Durante la velación, los dirigentes de la comunidad hicieron énfasis en la inclusión de varias organizaciones que los ayudaron en distintos aspectos para lograr identificar a sus familiares y la distancia que el Estado ha tomado en esta historia.
El dolor se sintió más fuerte cuando entrada la noche se leyó el memorial que quedará plasmado en el mausoleo especial de la masacre. Fue una reconstrucción de los sucesos consensuado por quienes sobrevivieron a la matanza. Luego, uno a uno fueron levantando su mano cuando preguntaban por la familia de cada fallecido, Eulalia asomó su voz en ocho ocasiones, se incluyó en el listado a su hermano nonato.
Al día siguiente, la comunidad se prepara para la inhumación que será en los nichos construidos al lado de la fosa principal, donde se encontró al menos a 27 hombres, unos ochocientos metros abajo de la cima de la montaña.
Los hombres se apresuran a cargar los ataúdes, luego las mujeres, los niños llevan las flores, los ancianos y ancianas ayudan con otros ornamentos. El sonido de una guitarra acompaña el trayecto, llegan al final y comienza la ceremonia maya.
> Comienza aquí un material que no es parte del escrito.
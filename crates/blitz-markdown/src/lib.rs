//! Markdown issue files for blitz.
//!
//! An issue lives on disk as a small Markdown file whose first line holds
//! the issue identifier, whose second line holds the title, and whose
//! remaining lines (after a blank separator) hold the description:
//!
//! ```text
//! 2f0c5b8e-4d1a-4c7b-9a53-1f7c2e9d6b40
//! # Fix login bug
//!
//! Users are logged out after every refresh.
//! ```
//!
//! This crate provides the [`IssueDocument`] codec for that format and the
//! [`IssueFileStore`] contract with its filesystem implementation,
//! [`IssueDirectory`].

#![forbid(unsafe_code)]
#![warn(missing_docs)]

pub mod atomic;
pub mod document;
pub mod error;
pub mod store;

pub use atomic::write_atomic;
pub use document::{IssueDocument, ParseError};
pub use error::{Error, Result};
pub use store::{IssueDirectory, IssueFileStore, MARKDOWN_EXTENSION};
El sol cae portentoso sobre los sobrevivientes, es el amanecer de una noche muy larga, se acaba la oscuridad de treinta y tres años. La transición formal hacia la otra etapa de la vida comienza.
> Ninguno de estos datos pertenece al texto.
//! Database schema definition for blitz.

/// Database schema definition.
pub(crate) const SCHEMA: &str = r"
-- Projects registered in the workspace; parent_id forms a tree
CREATE TABLE IF NOT EXISTS projects (
    id TEXT PRIMARY KEY,
    name TEXT NOT NULL UNIQUE,
    github_repo TEXT,
    directory_path TEXT,
    is_deployed INTEGER NOT NULL DEFAULT 0,
    deployment_date TEXT,
    pip_package_name TEXT,
    parent_id TEXT REFERENCES projects(id),
    short_description TEXT,
    description TEXT,
    project_type TEXT CHECK (project_type IN ('python_cli', 'pyo3_rust_extension')),
    created_at TEXT NOT NULL,
    updated_at TEXT
);

CREATE INDEX IF NOT EXISTS idx_projects_parent ON projects(parent_id);

-- Issues mirrored from the Markdown issues directory
-- issue_index is a single counter across all projects
CREATE TABLE IF NOT EXISTS issues (
    id TEXT PRIMARY KEY,
    title TEXT NOT NULL,
    description TEXT NOT NULL,
    issue_index INTEGER NOT NULL UNIQUE,
    branch_name TEXT NOT NULL,
    project_id TEXT NOT NULL REFERENCES projects(id),
    created_at TEXT NOT NULL,
    updated_at TEXT NOT NULL
);

CREATE INDEX IF NOT EXISTS idx_issues_project ON issues(project_id);
";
“¡Aunque en este país no hay justicia, te ruego justicia, Señor. Nos mataron como animales, el Ejército vino e injustamente nos mataron. Yo como hijo de ellos, reclamo justicia!”, reclama a gritos uno de los familiares mientras las tumbas yacen en el piso frente a los nichos, rodeando la fogata de la ceremonia maya.
Mateo de Mateo Pedro, presidente del Comité de Víctimas, resalta que los soldados no son los más responsables de la masacre. “Ellos no tenían la ley, de plano que el teniente, el coronel o los de alto nivel son los que tenían las órdenes para que el Ejército matara a nuestros seres queridos”, concluye.
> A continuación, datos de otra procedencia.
//! Implementation of the `init` command.
//!
//! Creates the `.blitz/` directory with its configuration and database,
//! the issues directory, and registers the workspace's root project.

use crate::config::{BLITZ_DIR_NAME, WorkspaceConfig, config_path};
use crate::db::{Database, ProjectRepository};
use crate::domain::NewProject;
use crate::error::{Error, Result};
use std::fs;
use std::path::{Path, PathBuf};

/// Name of the gitignore file within .blitz
pub const GITIGNORE_FILE_NAME: &str = ".gitignore";

/// Maximum project name length
pub const MAX_PROJECT_NAME_LENGTH: usize = 64;

/// Maximum directory depth to traverse when searching for the workspace root
pub const MAX_TRAVERSAL_DEPTH: usize = 256;

const GITIGNORE_CONTENT: &str = "\
# Local database files; the issues directory is what gets tracked
*.db
*.db-wal
*.db-shm
";

/// Result of the init command
#[derive(Debug)]
pub struct InitResult {
    /// Path to the created .blitz directory
    pub blitz_dir: PathBuf,
    /// Path to the created config file
    pub config_file: PathBuf,
    /// Path to the created database
    pub database_file: PathBuf,
    /// Path to the issues directory
    pub issues_dir: PathBuf,
    /// Name of the registered root project
    pub project: String,
}

/// Validate a project name.
///
/// Requirements:
/// - 1-64 characters
/// - ASCII letters, digits, `-` and `_` only
///
/// Project names end up in container, network and directory names, so
/// anything else is rejected.
pub fn validate_project_name(name: &str) -> Result<()> {
    if name.is_empty() {
        return Err(Error::Config("Project name cannot be empty".to_string()));
    }

    if name.len() > MAX_PROJECT_NAME_LENGTH {
        return Err(Error::Config(format!(
            "Project name cannot exceed {MAX_PROJECT_NAME_LENGTH} characters"
        )));
    }

    if !name
        .chars()
        .all(|c| c.is_ascii_alphanumeric() || c == '-' || c == '_')
    {
        return Err(Error::Config(format!(
            "Project name '{name}' must contain only letters, digits, '-' or '_'"
        )));
    }

    Ok(())
}

/// Initialize a new blitz workspace in `base_dir`.
///
/// `project` defaults to the name of `base_dir`.
///
/// # Errors
///
/// Returns an error if:
/// - The `.blitz/` directory already exists
/// - The project name is invalid
/// - File system or database operations fail
pub fn init(base_dir: &Path, project: Option<&str>) -> Result<InitResult> {
    let dir_name = base_dir
        .file_name()
        .map(|n| n.to_string_lossy().into_owned())
        .unwrap_or_default();
    let project = project.unwrap_or(&dir_name).trim();
    validate_project_name(project)?;

    let blitz_dir = base_dir.join(BLITZ_DIR_NAME);
    if blitz_dir.exists() {
        return Err(Error::Config(format!(
            "Blitz is already initialized in this directory. Found existing '{BLITZ_DIR_NAME}'"
        )));
    }

    fs::create_dir_all(&blitz_dir)?;

    let config_file = config_path(base_dir);
    let config = WorkspaceConfig::new(project);
    config.save(&config_file)?;

    fs::write(blitz_dir.join(GITIGNORE_FILE_NAME), GITIGNORE_CONTENT)?;

    let issues_dir = config.issues_path(base_dir);
    fs::create_dir_all(&issues_dir)?;

    let database_file = config.database_path(base_dir);
    let mut db = Database::open(&database_file)?;
    let session = db.session()?;
    session.create_project(NewProject {
        directory_path: Some(base_dir.display().to_string()),
        ..NewProject::named(project)
    })?;
    session.commit()?;

    tracing::info!(project, root = %base_dir.display(), "Initialized workspace");

    Ok(InitResult {
        blitz_dir,
        config_file,
        database_file,
        issues_dir,
        project: project.to_string(),
    })
}

/// Check if a directory has been initialized with blitz.
pub fn is_initialized(base_dir: &Path) -> bool {
    base_dir.join(BLITZ_DIR_NAME).exists()
}

/// Find the workspace root by searching up the directory tree.
///
/// Returns the first directory containing `.blitz/`, or `None` if the
/// filesystem root or the traversal limit is reached first.
pub fn find_workspace_root(start_dir: &Path) -> Option<PathBuf> {
    let mut current = start_dir.to_path_buf();
    let mut depth = 0;

    loop {
        if current.join(BLITZ_DIR_NAME).is_dir() {
            return Some(current);
        }

        depth += 1;
        if depth > MAX_TRAVERSAL_DEPTH || !current.pop() {
            return None;
        }
    }
}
Francisco Mateo, el hermano de Mateo de Mateo Diego, coincide: “Los que tienen culpa son los gobiernos, sus militares. Tienen leyes que son órdenes de los gobiernos, no solo aquí pasó eso, pasó en otros municipios, otras aldeas”, dijo.
La solicitud de justicia es importante, señala Edgar Pérez del Bufete de Derechos Humanos, es una reivindicación de las víctimas y un recordatorio para la humanidad. “En 1982 el Estado tenía compromisos internacionales que debía cumplir, la justicia es parte de la reparación, no solo hay que conocer la verdad sino a través de los procesos legales que deduzcan responsabilidades”, comenta el abogado.
Antes de partir a la inhumación, Eulalia brinda un discurso a la comunidad, sus palabras son un mensaje a los que tratan de olvidar el pasado. “Aunque algunos dicen que ya es pasado, el dolor sigue estando ahí, aunque algunos dicen que lo que sucedió ya sucedió, el sentimiento está ahí”.